Beginning at the line containing "pub fn task_id(&self)" in the material below and ending at the line containing "This module contains", return each line exactly and add nothing.

## PROVIDED ENTRIES
-------

//! ShareMirror Core - Domain logic and business rules
//!
//! This crate contains the hexagonal architecture core with:
//! - **Domain entities** - `Task`, `Account`, `TaskLog`, share and batch value types
//! - **Use cases** - `CreateTaskUseCase`, `UpdateTaskUseCase`
//! - **Port definitions** - Traits for adapters: `IRemoteShareClient`, `ITaskRepository`,
//!   `INotificationService`
//! - **Configuration** - YAML-backed runtime configuration with validation
//!
//! # Architecture
//!
//! The domain module holds pure business rules with no I/O.
//! Ports define trait interfaces that adapter crates implement.
//! Use cases orchestrate domain entities through port interfaces.

pub mod config;
pub mod domain;
pub mod ports;
pub mod usecases;
//! Task log entries
//!
//! Append-only record of what each reconciliation transferred.

use chrono::{DateTime, Utc};
use serde::{Deserialize, Serialize};

use super::newtypes::{TaskId, TaskLogId};

/// A single log line attached to a task
#[derive(Debug, Clone, PartialEq, Eq, Serialize, Deserialize)]
pub struct TaskLog {
    /// Row id, assigned by the database
    id: Option<TaskLogId>,
    task_id: TaskId,
    message: String,
    created_at: DateTime<Utc>,
}

impl TaskLog {
    /// Creates an unsaved entry stamped with the current time
    pub fn new(task_id: TaskId, message: impl Into<String>) -> Self {
        Self {
            id: None,
            task_id,
            message: message.into(),
            created_at: Utc::now(),
        }
    }

    /// Rebuilds an entry from storage
    pub fn with_id(
        id: TaskLogId,
        task_id: TaskId,
        message: impl Into<String>,
        created_at: DateTime<Utc>,
    ) -> Self {
        Self {
            id: Some(id),
            task_id,
            message: message.into(),
            created_at,
        }
    }

    pub fn id(&self) -> Option<TaskLogId> {
        self.id
    }

    pub fn task_id(&self) -> &TaskId {
        &self.task_id
    }

    pub fn message(&self) -> &str {
        &self.message
    }

    pub fn created_at(&self) -> DateTime<Utc> {
        self.created_at
    }
}
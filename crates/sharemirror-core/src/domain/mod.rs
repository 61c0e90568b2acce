//! Domain entities and business logic
//!
//! This module contains the core domain types for ShareMirror:
//! - Newtypes for type-safe identifiers and validated remote values
//! - Mirror task definition and its processing state
//! - Accounts holding a provider session
//! - Task log entries
//! - Remote listing, share and batch operation value types
//! - Share link parsing
//! - Domain-specific error types

pub mod account;
pub mod batch;
pub mod errors;
pub mod newtypes;
pub mod remote;
pub mod share_link;
pub mod task;
pub mod task_log;

// Re-export commonly used types
pub use account::Account;
pub use batch::{
    BatchItem, BatchKind, BatchStatus, BatchSubmission, ConflictDealWay, ConflictDetail,
    ConflictItem, ResolvedItem,
};
pub use errors::DomainError;
pub use newtypes::*;
pub use remote::{FolderEntry, FolderListing, RemoteFileEntry, RenameOutcome, ShareInfo};
pub use share_link::ShareCode;
pub use task::{RenameRule, ShareLocation, Task, TaskDraft, TaskStatus};
pub use task_log::TaskLog;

-------

## SOLUTION TO THE EXERCISE
    pub fn task_id(&self) -> &TaskId {
        &self.task_id
    }

    pub fn message(&self) -> &str {
        &self.message
    }

    pub fn created_at(&self) -> DateTime<Utc> {
        self.created_at
    }
}
filename crates/sharemirror-core/src/domain/mod.rs
repository 61c0e90568b2acce
//! Domain entities and business logic
//!
//! This module contains the core domain types for ShareMirror:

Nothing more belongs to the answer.